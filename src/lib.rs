//! # osdb-client
//!
//! Session-scoped client library for OSDb-style subtitle lookup services.
//!
//! ## Design Philosophy
//!
//! osdb-client is designed to be:
//! - **Transport-agnostic** - the RPC stack is a trait you implement
//! - **Session-explicit** - the token lives in a [`Session`] value you own,
//!   not in process-wide state
//! - **Library-first** - no CLI or UI, purely a Rust crate for embedding
//! - **One call, one request** - no retries, no batching, no caching
//!
//! ## Quick Start
//!
//! ```no_run
//! use osdb_client::{Session, SubtitleDownloader, Transport};
//! use std::path::Path;
//!
//! # async fn example<T: Transport>(transport: T) -> Result<(), Box<dyn std::error::Error>> {
//! let mut session = Session::new(transport);
//! session.log_in("en", "my-app v1.0").await?;
//!
//! let results = session.search_by_query(&["en"], "Inception").await?;
//! if let Some(subtitle) = results.first() {
//!     let downloader = SubtitleDownloader::new()?;
//!     let stored = downloader.retrieve(Path::new("/media/subs"), subtitle).await?;
//!     println!("stored at {}", stored.display());
//! }
//!
//! session.close().await;
//! # Ok(())
//! # }
//! ```

#![warn(missing_docs)]
#![warn(clippy::all)]
#![warn(clippy::unwrap_used)]
#![warn(clippy::expect_used)]

/// Artifact retrieval (download + decompress)
pub mod download;
/// Error types
pub mod error;
/// File fingerprinting collaborator
pub mod fingerprint;
/// Loosely-typed payload mapping
mod mapper;
/// Response verification (status-code protocol)
pub mod response;
/// Token-bearing session and its operations
pub mod session;
/// Transport abstraction and response envelope
pub mod transport;
/// Domain records and search criteria
pub mod types;

// Re-export commonly used types
pub use download::SubtitleDownloader;
pub use error::{Error, MappingError, Result};
pub use fingerprint::MovieHasher;
pub use session::Session;
pub use transport::{ResponseEnvelope, Transport};
pub use types::{Language, Movie, MovieInfo, SearchCriteria, Subtitle};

EXERCISE — Using the material above, quote the first line and each line after it, stopping at and including the line that holds "pub mod response;".

RESPONSE —
filename src/lib.rs
//! # osdb-client
//!
//! Session-scoped client library for OSDb-style subtitle lookup services.
//!
//! ## Design Philosophy
//!
//! osdb-client is designed to be:
//! - **Transport-agnostic** - the RPC stack is a trait you implement
//! - **Session-explicit** - the token lives in a [`Session`] value you own,
//!   not in process-wide state
//! - **Library-first** - no CLI or UI, purely a Rust crate for embedding
//! - **One call, one request** - no retries, no batching, no caching
//!
//! ## Quick Start
//!
//! ```no_run
//! use osdb_client::{Session, SubtitleDownloader, Transport};
//! use std::path::Path;
//!
//! # async fn example<T: Transport>(transport: T) -> Result<(), Box<dyn std::error::Error>> {
//! let mut session = Session::new(transport);
//! session.log_in("en", "my-app v1.0").await?;
//!
//! let results = session.search_by_query(&["en"], "Inception").await?;
//! if let Some(subtitle) = results.first() {
//!     let downloader = SubtitleDownloader::new()?;
//!     let stored = downloader.retrieve(Path::new("/media/subs"), subtitle).await?;
//!     println!("stored at {}", stored.display());
//! }
//!
//! session.close().await;
//! # Ok(())
//! # }
//! ```

#![warn(missing_docs)]
#![warn(clippy::all)]
#![warn(clippy::unwrap_used)]
#![warn(clippy::expect_used)]

/// Artifact retrieval (download + decompress)
pub mod download;
/// Error types
pub mod error;
/// File fingerprinting collaborator
pub mod fingerprint;
/// Loosely-typed payload mapping
mod mapper;
/// Response verification (status-code protocol)
pub mod response;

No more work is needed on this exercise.